Międzymiastowo z kolei, kandydat Prawa i Sprawiedliwości Rafał Bochenek, uważa że rozwój dróg to dwie pieczenie przy jednym ogniu.
- Kluczowy element mojego programu, a który również przecież ma dosyć istotne znaczenie dla ekologii i środowiska to rozbudowa odpowiedniej infrastruktury komunikacyjnej - dróg. Bo jeżeli są drogi, nie ma korków to powietrze na pewno jest lepszej jakości - podkreślił Bochenek.
W inną stronę idą politycy Koalicji Obywatelskiej, którzy zamiast inwestycji w ruch samochodowy, chcą rozwijać kolej, zarówno krajową jak i lokalną - mówi Grzegorz Lipiec.
- To przecież zarząd Województwa Małopolskiego spowodował budowę Szybkiej Kolei Aglomeracyjnej Kraków-Balice, Kraków-Wieliczka, dalej Tarnów, Nowy Sącz, a nawet do Krynicy i przecież trasa na Miechów - powiedział Lipiec.
Kandydat Polskiego Stronnictwa Ludowego Łukasz Wantuch skupia się natomiast na komunikacji miejskiej.
- Chciałbym wprowadzić tak zwany superbilet, czyli bilet w cenie trzydzieści dziewięć złotych, na wszystkie linie, w każdym mieście - podkreśla kandydat PSL.
Konrad Berkowicz, lider Konfederacji w Krakowie proponuje, by oddać władzom samorządowym całkowitą autonomię w kwestii organizacji komunikacji.
- Chciałbym żeby pieniądze zostały w rękach gmin, żeby nie było tak jak teraz, że najpierw krakowianie płacą w podatkach ogromne pieniądze do budżetu państwa, a Kraków stara się za pomocą posłów czy prezydenta miasta, żeby łaskawie rząd Krakowowi coś na dał na jakąś obwodnicę, na jakieś metro czy tramwaj podziemny - mówi Berkowicz.
Wybory 2019. Kandydaci do Sejmu o komunikacji
Z kandydatami do Sejmu rozmawiał reporter Radia ESKA, Kuba Paduch. Posłuchaj całego materiału i dowiedz się, co o sprawie sądzą czołowi polscy politycy.

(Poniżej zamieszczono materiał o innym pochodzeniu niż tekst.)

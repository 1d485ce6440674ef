//! Shared helpers for the cross-crate lock tests and fixture binaries.

pub mod graph_helpers;
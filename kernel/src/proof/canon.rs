//! Canonical JSON bytes: the one serialization used for hashing.
//!
//! Rules:
//!
//! 1. Object keys sorted by byte order.
//! 2. Compact form, no whitespace.
//! 3. Strings escaped per RFC 8259; non-ASCII passes through as UTF-8.
//! 4. Numbers must be integers. Floats are rejected so digests never depend
//!    on float formatting.

use std::fmt::Write as _;

use serde_json::Value;
use thiserror::Error;

/// Error type for canonical JSON serialization.
#[derive(Debug, Clone, PartialEq, Eq, Error)]
pub enum CanonError {
    /// A JSON number was not representable as `i64` or `u64`.
    #[error("non-integer number in canonical JSON: {raw}")]
    NonIntegerNumber { raw: String },
}

/// Produce canonical JSON bytes from a `serde_json::Value`.
///
/// # Errors
///
/// [`CanonError::NonIntegerNumber`] if any number is not an integer.
pub fn canonical_json_bytes(value: &Value) -> Result<Vec<u8>, CanonError> {
    let mut out = String::new();
    emit(&mut out, value)?;
    Ok(out.into_bytes())
}

fn emit(out: &mut String, value: &Value) -> Result<(), CanonError> {
    match value {
        Value::Null => out.push_str("null"),
        Value::Bool(b) => out.push_str(if *b { "true" } else { "false" }),
        Value::Number(n) => {
            if let Some(i) = n.as_i64() {
                let _ = write!(out, "{i}");
            } else if let Some(u) = n.as_u64() {
                let _ = write!(out, "{u}");
            } else {
                return Err(CanonError::NonIntegerNumber { raw: n.to_string() });
            }
        }
        Value::String(s) => emit_str(out, s),
        Value::Array(items) => {
            out.push('[');
            for (i, item) in items.iter().enumerate() {
                if i > 0 {
                    out.push(',');
                }
                emit(out, item)?;
            }
            out.push(']');
        }
        Value::Object(map) => {
            let mut entries: Vec<(&String, &Value)> = map.iter().collect();
            entries.sort_by(|a, b| a.0.as_bytes().cmp(b.0.as_bytes()));
            out.push('{');
            for (i, (key, item)) in entries.into_iter().enumerate() {
                if i > 0 {
                    out.push(',');
                }
                emit_str(out, key);
                out.push(':');
                emit(out, item)?;
            }
            out.push('}');
        }
    }
    Ok(())
}

fn emit_str(out: &mut String, s: &str) {
    out.push('"');
    for ch in s.chars() {
        match ch {
            '"' => out.push_str("\\\""),
            '\\' => out.push_str("\\\\"),
            '\n' => out.push_str("\\n"),
            '\r' => out.push_str("\\r"),
            '\t' => out.push_str("\\t"),
            c if c < '\u{0020}' => {
                let _ = write!(out, "\\u{:04x}", u32::from(c));
            }
            c => out.push(c),
        }
    }
    out.push('"');
}
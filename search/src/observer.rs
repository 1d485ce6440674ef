//! Read-only hooks into a running search.

use mapcolor_kernel::graph::ConstraintGraph;
use mapcolor_kernel::palette::Color;
use mapcolor_kernel::region::RegionState;

use crate::frontier::SelectionFrontier;
use crate::policy::HeuristicPolicy;

/// Snapshot of search state handed to observers.
#[derive(Debug, Clone, Copy)]
pub struct SearchView<'a> {
    pub graph: &'a ConstraintGraph,
    pub regions: &'a [RegionState],
    /// Present only when MRV is enabled.
    pub frontier: Option<&'a SelectionFrontier>,
    pub policy: HeuristicPolicy,
}

/// Callbacks fired by the engine. All default to no-ops.
///
/// # Contract
///
/// - `on_select` fires after a region has been chosen as the next variable
///   (and popped from the frontier under MRV), before any color is tried.
/// - `on_assign` fires right after a color is placed, before propagation.
/// - `on_wipeout` fires after propagation emptied a domain, before undo.
/// - `on_backtrack` fires after an assignment and its propagation have been
///   undone because the subtree below it failed.
pub trait SearchObserver {
    fn on_select(&mut self, _view: &SearchView<'_>, _node: usize) {}

    fn on_assign(&mut self, _view: &SearchView<'_>, _node: usize, _color: Color) {}

    fn on_wipeout(&mut self, _view: &SearchView<'_>, _node: usize, _color: Color) {}

    fn on_backtrack(&mut self, _view: &SearchView<'_>, _node: usize, _color: Color) {}
}

/// Observer that ignores every event.
#[derive(Debug, Clone, Copy, Default)]
pub struct NoopObserver;

impl SearchObserver for NoopObserver {}
//! Search result types.

/// Terminal state of a coloring run.
#[derive(Debug, Clone, Copy, PartialEq, Eq)]
pub enum ColoringOutcome {
    /// Every region holds a color and no two neighbors share one.
    Colored,
    /// Exhaustive search found no valid coloring. Every region is left
    /// uncolored with a full domain.
    Unsatisfiable,
}

impl ColoringOutcome {
    /// Stable identifier for reports.
    #[must_use]
    pub fn as_str(self) -> &'static str {
        match self {
            Self::Colored => "colored",
            Self::Unsatisfiable => "unsatisfiable",
        }
    }
}

/// Observational counters. They never influence the search.
#[derive(Debug, Clone, Copy, Default, PartialEq, Eq)]
pub struct SearchStats {
    /// Color attributions made (every tentative assignment counts).
    pub attempts: u64,
    /// Assignments undone because the subtree below them failed.
    pub backtracks: u64,
    /// Assignments abandoned because forward checking emptied a domain.
    pub wipeouts: u64,
    /// Deepest decision stack reached.
    pub max_depth: usize,
    /// Largest MRV frontier size (0 when MRV is off).
    pub frontier_high_water: usize,
}

/// Result of [`crate::engine::ColoringEngine::color`].
///
/// The assignment itself lives in the region slice passed to the engine.
#[derive(Debug, Clone, Copy, PartialEq, Eq)]
pub struct ColoringResult {
    pub outcome: ColoringOutcome,
    pub stats: SearchStats,
}

impl ColoringResult {
    #[must_use]
    pub fn is_colored(&self) -> bool {
        self.outcome == ColoringOutcome::Colored
    }
}
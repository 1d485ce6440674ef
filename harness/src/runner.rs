//! Harness runner: one timed, checked coloring run.
//!
//! # Pipeline
//!
//! ```text
//! fresh regions → ColoringEngine::color_observed() [InvariantAuditor if audit]
//!   → verify_coloring() → graph/coloring digests → RunReport
//! ```

use std::time::{Duration, Instant};

use mapcolor_kernel::proof::canon::{canonical_json_bytes, CanonError};
use mapcolor_kernel::proof::hash::{canonical_hash, ContentHash, HashDomain};
use mapcolor_kernel::region::RegionState;
use mapcolor_search::audit::{verify_coloring, ColoringDefect, InvariantAuditor, InvariantViolation};
use mapcolor_search::engine::ColoringEngine;
use mapcolor_search::error::SearchError;
use mapcolor_search::observer::{NoopObserver, SearchObserver};
use mapcolor_search::outcome::ColoringResult;
use mapcolor_search::policy::Algorithm;
use thiserror::Error;
use tracing::info;

use crate::input::MapInstance;
use crate::output::descending_by_name;

/// Runner switches.
#[derive(Debug, Clone, Copy, Default, PartialEq, Eq)]
pub struct RunOptions {
    /// Attach an [`InvariantAuditor`] and fail on any violation.
    pub audit: bool,
}

/// Error during a harness run.
#[derive(Debug, Error)]
pub enum RunError {
    #[error(transparent)]
    Search(#[from] SearchError),
    #[error("{count} search invariant violation(s); first: {first}")]
    InvariantViolations {
        count: usize,
        first: InvariantViolation,
    },
    #[error("engine reported a coloring with {count} defect(s); first: {first}")]
    InvalidColoring { count: usize, first: ColoringDefect },
    #[error("canonical JSON failed: {0}")]
    Canon(#[from] CanonError),
}

/// Everything known about a finished run.
#[derive(Debug, Clone)]
pub struct RunReport {
    pub algorithm: Algorithm,
    pub result: ColoringResult,
    /// Final region states in node order.
    pub regions: Vec<RegionState>,
    pub node_count: usize,
    pub edge_count: usize,
    /// Wall-clock time of the search call alone. Observational.
    pub elapsed: Duration,
    /// Number of events the auditor inspected (0 when auditing is off).
    pub audited_events: u64,
    /// Hash of region names and edge list.
    pub graph_digest: ContentHash,
    /// Hash of the name → color map; `None` when unsatisfiable.
    pub coloring_digest: Option<ContentHash>,
}

/// Color `instance` with `algorithm`.
///
/// # Errors
///
/// [`RunError::Search`] for engine pre-flight failures,
/// [`RunError::InvariantViolations`] if auditing found a problem,
/// [`RunError::InvalidColoring`] if the final assignment fails verification.
pub fn run(
    instance: &MapInstance,
    algorithm: Algorithm,
    options: RunOptions,
) -> Result<RunReport, RunError> {
    let engine = ColoringEngine::new(algorithm.policy())?;
    let mut regions = instance.regions();
    let mut auditor = InvariantAuditor::new();
    let mut noop = NoopObserver;
    let observer: &mut dyn SearchObserver = if options.audit {
        &mut auditor
    } else {
        &mut noop
    };

    let started = Instant::now();
    let result = engine.color_observed(&instance.graph, &mut regions, observer)?;
    let elapsed = started.elapsed();

    if let Some(first) = auditor.violations().first() {
        return Err(RunError::InvariantViolations {
            count: auditor.violations().len(),
            first: first.clone(),
        });
    }
    if result.is_colored() {
        let defects = verify_coloring(&instance.graph, &regions);
        if let Some(first) = defects.first() {
            return Err(RunError::InvalidColoring {
                count: defects.len(),
                first: first.clone(),
            });
        }
    }

    let graph_digest = graph_digest(instance)?;
    let coloring_digest = if result.is_colored() {
        Some(coloring_digest(&regions)?)
    } else {
        None
    };

    info!(
        algorithm = %algorithm.selector(),
        outcome = result.outcome.as_str(),
        attempts = result.stats.attempts,
        elapsed_us = u64::try_from(elapsed.as_micros()).unwrap_or(u64::MAX),
        "run complete"
    );

    Ok(RunReport {
        algorithm,
        result,
        regions,
        node_count: instance.graph.node_count(),
        edge_count: instance.graph.edge_count(),
        elapsed,
        audited_events: auditor.events(),
        graph_digest,
        coloring_digest,
    })
}

/// `canonical_hash(GraphStructure, {"edges": [[u, v], ...], "regions": [...]})`.
///
/// # Errors
///
/// [`RunError::Canon`] if canonical serialization fails.
pub fn graph_digest(instance: &MapInstance) -> Result<ContentHash, RunError> {
    let edges: Vec<serde_json::Value> = instance
        .graph
        .edges()
        .map(|(u, v)| serde_json::json!([u, v]))
        .collect();
    let value = serde_json::json!({
        "edges": edges,
        "regions": instance.names,
    });
    let bytes = canonical_json_bytes(&value)?;
    Ok(canonical_hash(HashDomain::GraphStructure, &bytes))
}

/// `canonical_hash(Coloring, {"<name>": "<color code>", ...})`.
///
/// Independent of node order: the map is keyed by region name.
///
/// # Errors
///
/// [`RunError::Canon`] if canonical serialization fails.
pub fn coloring_digest(regions: &[RegionState]) -> Result<ContentHash, RunError> {
    let map: serde_json::Map<String, serde_json::Value> = descending_by_name(regions)
        .into_iter()
        .map(|r| {
            let color = r
                .color()
                .map_or(serde_json::Value::Null, |c| c.code().into());
            (r.name().to_string(), color)
        })
        .collect();
    let bytes = canonical_json_bytes(&serde_json::Value::Object(map))?;
    Ok(canonical_hash(HashDomain::Coloring, &bytes))
}
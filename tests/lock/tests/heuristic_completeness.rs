//! Heuristics change exploration order only: on seeded random graphs every
//! algorithm agrees with a brute-force oracle, leaves a valid coloring on
//! success and pristine regions on failure, and satisfies the auditor.

use lock_tests::graph_helpers::{
    brute_force_colorable, clique_with_pendants, fresh_regions, random_graph,
};
use mapcolor_kernel::graph::ConstraintGraph;
use mapcolor_search::audit::{verify_coloring, InvariantAuditor};
use mapcolor_search::engine::ColoringEngine;
use mapcolor_search::outcome::ColoringOutcome;
use mapcolor_search::policy::Algorithm;

fn corpus() -> Vec<ConstraintGraph> {
    let mut graphs = Vec::new();
    for seed in 0..40u64 {
        let n = 1 + (seed as usize % 8);
        for density in [0.3, 0.6, 0.9] {
            graphs.push(random_graph(seed, n, density));
        }
    }
    graphs.push(clique_with_pendants(5, 3));
    graphs.push(clique_with_pendants(4, 4));
    graphs.push(ConstraintGraph::complete(6));
    graphs
}

#[test]
fn outcome_matches_oracle_for_all_algorithms() {
    let mut unsat_seen = 0;
    for (i, graph) in corpus().iter().enumerate() {
        let expected = if brute_force_colorable(graph) {
            ColoringOutcome::Colored
        } else {
            unsat_seen += 1;
            ColoringOutcome::Unsatisfiable
        };
        for algorithm in Algorithm::ALL {
            let mut regions = fresh_regions(graph.node_count());
            let result = ColoringEngine::new(algorithm.policy())
                .unwrap()
                .color(graph, &mut regions)
                .unwrap();
            assert_eq!(result.outcome, expected, "graph #{i} under {algorithm:?}");
            match result.outcome {
                ColoringOutcome::Colored => {
                    assert!(
                        verify_coloring(graph, &regions).is_empty(),
                        "graph #{i} under {algorithm:?}"
                    );
                }
                ColoringOutcome::Unsatisfiable => {
                    assert!(
                        regions.iter().all(|r| r.is_pristine()),
                        "graph #{i} under {algorithm:?} left state behind"
                    );
                }
            }
        }
    }
    assert!(unsat_seen >= 2, "corpus should include unsatisfiable graphs");
}

#[test]
fn auditor_clean_on_random_graphs() {
    for seed in 100..130u64 {
        let graph = random_graph(seed, 10, 0.45);
        for algorithm in Algorithm::ALL {
            let mut regions = fresh_regions(graph.node_count());
            let mut auditor = InvariantAuditor::new();
            ColoringEngine::new(algorithm.policy())
                .unwrap()
                .color_observed(&graph, &mut regions, &mut auditor)
                .unwrap();
            assert!(
                auditor.is_clean(),
                "seed {seed} under {algorithm:?}: {:?}",
                auditor.violations()
            );
        }
    }
}

#[test]
fn restored_regions_can_be_reused() {
    let graph = clique_with_pendants(5, 2);
    let mut regions = fresh_regions(graph.node_count());
    for algorithm in Algorithm::ALL {
        let engine = ColoringEngine::new(algorithm.policy()).unwrap();
        let first = engine.color(&graph, &mut regions).unwrap();
        let second = engine.color(&graph, &mut regions).unwrap();
        assert_eq!(first, second, "{algorithm:?}");
        assert_eq!(first.outcome, ColoringOutcome::Unsatisfiable);
    }
}

#[test]
fn stats_stay_within_structural_bounds() {
    for seed in 200..230u64 {
        let graph = random_graph(seed, 9, 0.5);
        let n = graph.node_count();
        for algorithm in Algorithm::ALL {
            let mut regions = fresh_regions(n);
            let result = ColoringEngine::new(algorithm.policy())
                .unwrap()
                .color(&graph, &mut regions)
                .unwrap();
            let stats = result.stats;
            assert!(stats.max_depth <= n, "seed {seed} under {algorithm:?}");
            if result.is_colored() {
                assert!(stats.attempts >= n as u64, "seed {seed} under {algorithm:?}");
            }
            if algorithm.policy().mrv {
                assert!(stats.frontier_high_water <= n);
            } else {
                assert_eq!(stats.frontier_high_water, 0);
            }
            if !algorithm.policy().forward_check {
                assert_eq!(stats.wipeouts, 0);
            }
        }
    }
}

Wybory 2019. Co proponują kandydaci?
Wybory 2019 - kiedy się odbędą?
Wybory posłów do Sejmu i Senatu odbywają się w okresie wyborczym ustalonym w Konstytucji RP. Wybory zarządza Prezydent Rzeczypospolitej, w drodze postanowienia, nie później niż na 90 dni przed dniem wyborów, wyznaczając ich datę na dzień wolny od pracy - informuje Państwowa Komisja Wyborcza.
Zgodnie z prawem, Prezydent Andrzej Duda zarządził wybory do Sejmu i Senatu 2019 na 13 października.
Wybory 2019. W jakich godzinach będą otwarte lokale wyborcze?
Lokale wyborcze w całym kraju będą otwarte niezmiennie od godziny 7 do 21. Wyjątkiem mogą być sytuacje, gdy w danej lokalizacji dojdzie do nieprzewidzianego incydentu, np. bójki, interwencji służb, braku energii elektrycznej itp. W takiej sytuacji godziny otwarcia danego lokalu wyborczego mogą zostać wydłużone, o czym zarządza przewodniczący komisji.